- Task instructions -
An exact copy of all the data is the required output.

────

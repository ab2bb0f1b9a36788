//! Error types for `swasthya-core`.

use thiserror::Error;

#[derive(Debug, Error)]
pub enum Error {
  /// The knowledge store could not answer. Fatal for the current request.
  #[error("store error: {0}")]
  Store(#[source] Box<dyn std::error::Error + Send + Sync>),

  /// The translation service failed or timed out.
  #[error("translation unavailable: {0}")]
  Translation(String),
}

impl Error {
  /// Box a backend error as [`Error::Store`].
  pub fn store<E>(err: E) -> Self
  where
    E: std::error::Error + Send + Sync + 'static,
  {
    Self::Store(Box::new(err))
  }
}

pub type Result<T, E = Error> = std::result::Result<T, E>;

────

- Your response -
repository ab2bb0f1b9a36788
//! Error types for `swasthya-core`.

use thiserror::Error;

#[derive(Debug, Error)]
pub enum Error {
  /// The knowledge store could not answer. Fatal for the current request.
  #[error("store error: {0}")]
  Store(#[source] Box<dyn std::error::Error + Send + Sync>),

  /// The translation service failed or timed out.
  #[error("translation unavailable: {0}")]
  Translation(String),
}

impl Error {
  /// Box a backend error as [`Error::Store`].
  pub fn store<E>(err: E) -> Self
  where
    E: std::error::Error + Send + Sync + 'static,
  {
    Self::Store(Box::new(err))
  }
}

pub type Result<T, E = Error> = std::result::Result<T, E>;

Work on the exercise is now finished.